Description of the task
Reproduce every entry exactly as written.

[Records from a data source]
________________________

//! Data models for archived posts.

mod capture;
mod post;

pub use capture::{CaptureRecord, ContentKind};
pub use post::{ExportRow, ExtractedPost};
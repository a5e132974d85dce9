//! Recover an account's archived posts from the Wayback Machine.
//!
//! The pipeline lists status captures from the archive index, downloads each
//! capture once, extracts post content from whichever page layout or API
//! payload was archived, and writes a table sorted by post id.

pub mod cdx;
pub mod config;
pub mod error;
pub mod extract;
pub mod http_client;
pub mod models;
pub mod services;
pub mod snowflake;
pub mod storage;
pub mod utils;

pub use error::WaybackError;
//! Recover post content from stored captures.

mod html;
mod json;
mod text;

pub use html::{default_strategies, extract_html, ExtractionStrategy, HtmlFields};
pub use json::{extract_json, JsonFields};
pub use text::{leading_mention, retweet_handle};

use thiserror::Error;

use crate::models::{ContentKind, ExtractedPost};

/// Why a capture yielded no post.
#[derive(Debug, Error)]
pub enum ExtractError {
    #[error("invalid status payload: {0}")]
    Json(#[from] serde_json::Error),

    #[error("no known page layout matched")]
    NoMatchingLayout,
}

/// Extracts posts using a fixed set of page layouts.
pub struct Extractor {
    strategies: Vec<Box<dyn ExtractionStrategy>>,
}

impl Default for Extractor {
    fn default() -> Self {
        Self::new(default_strategies())
    }
}

impl Extractor {
    pub fn new(strategies: Vec<Box<dyn ExtractionStrategy>>) -> Self {
        Self { strategies }
    }

    /// Fill in `post` from a capture body of the given kind.
    pub fn extract(
        &self,
        body: &str,
        kind: ContentKind,
        mut post: ExtractedPost,
    ) -> Result<ExtractedPost, ExtractError> {
        match kind {
            ContentKind::Json => {
                let fields = extract_json(body)?;
                post.text = fields.text;
                post.reply_to_handle = fields.reply_to_handle;
                post.quoted_handle = fields.quoted_handle;
                post.quoted_text = fields.quoted_text;
            }
            ContentKind::Html => {
                let fields =
                    extract_html(body, &self.strategies).ok_or(ExtractError::NoMatchingLayout)?;
                post.text = fields.text;
                post.reply_to_handle = fields.reply_to_handle;
                post.quoted_handle = fields.quoted_handle;
                post.quoted_text = fields.quoted_text;
            }
        }
        post.retweet_handle = retweet_handle(&post.text);
        Ok(post)
    }
}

________________________

Solution to the problem
//! Data models for archived posts.

mod capture;
mod post;

pub use capture::{CaptureRecord, ContentKind};
pub use post::{ExportRow, ExtractedPost};
repository a5e132974d85dce9
//! Recover an account's archived posts from the Wayback Machine.
//!
//! The pipeline lists status captures from the archive index, downloads each
//! capture once, extracts post content from whichever page layout or API
//! payload was archived, and writes a table sorted by post id.

pub mod cdx;
pub mod config;
pub mod error;
pub mod extract;
pub mod http_client;
pub mod models;
pub mod services;
pub mod snowflake;
pub mod storage;
pub mod utils;

pub use error::WaybackError;
//! Recover post content from stored captures.

mod html;
mod json;
mod text;

pub use html::{default_strategies, extract_html, ExtractionStrategy, HtmlFields};
pub use json::{extract_json, JsonFields};
pub use text::{leading_mention, retweet_handle};

use thiserror::Error;

use crate::models::{ContentKind, ExtractedPost};

/// Why a capture yielded no post.
#[derive(Debug, Error)]
pub enum ExtractError {
    #[error("invalid status payload: {0}")]
    Json(#[from] serde_json::Error),

    #[error("no known page layout matched")]
    NoMatchingLayout,
}

/// Extracts posts using a fixed set of page layouts.
pub struct Extractor {
    strategies: Vec<Box<dyn ExtractionStrategy>>,
}

impl Default for Extractor {
    fn default() -> Self {
        Self::new(default_strategies())
    }
}

impl Extractor {
    pub fn new(strategies: Vec<Box<dyn ExtractionStrategy>>) -> Self {
        Self { strategies }
    }

    /// Fill in `post` from a capture body of the given kind.
    pub fn extract(
        &self,
        body: &str,
        kind: ContentKind,
        mut post: ExtractedPost,
    ) -> Result<ExtractedPost, ExtractError> {
        match kind {
            ContentKind::Json => {
                let fields = extract_json(body)?;
                post.text = fields.text;
                post.reply_to_handle = fields.reply_to_handle;
                post.quoted_handle = fields.quoted_handle;
                post.quoted_text = fields.quoted_text;
            }
            ContentKind::Html => {
                let fields =
                    extract_html(body, &self.strategies).ok_or(ExtractError::NoMatchingLayout)?;
                post.text = fields.text;
                post.reply_to_handle = fields.reply_to_handle;
                post.quoted_handle = fields.quoted_handle;
                post.quoted_text = fields.quoted_text;
            }
        }
        post.retweet_handle = retweet_handle(&post.text);
        Ok(post)
    }
}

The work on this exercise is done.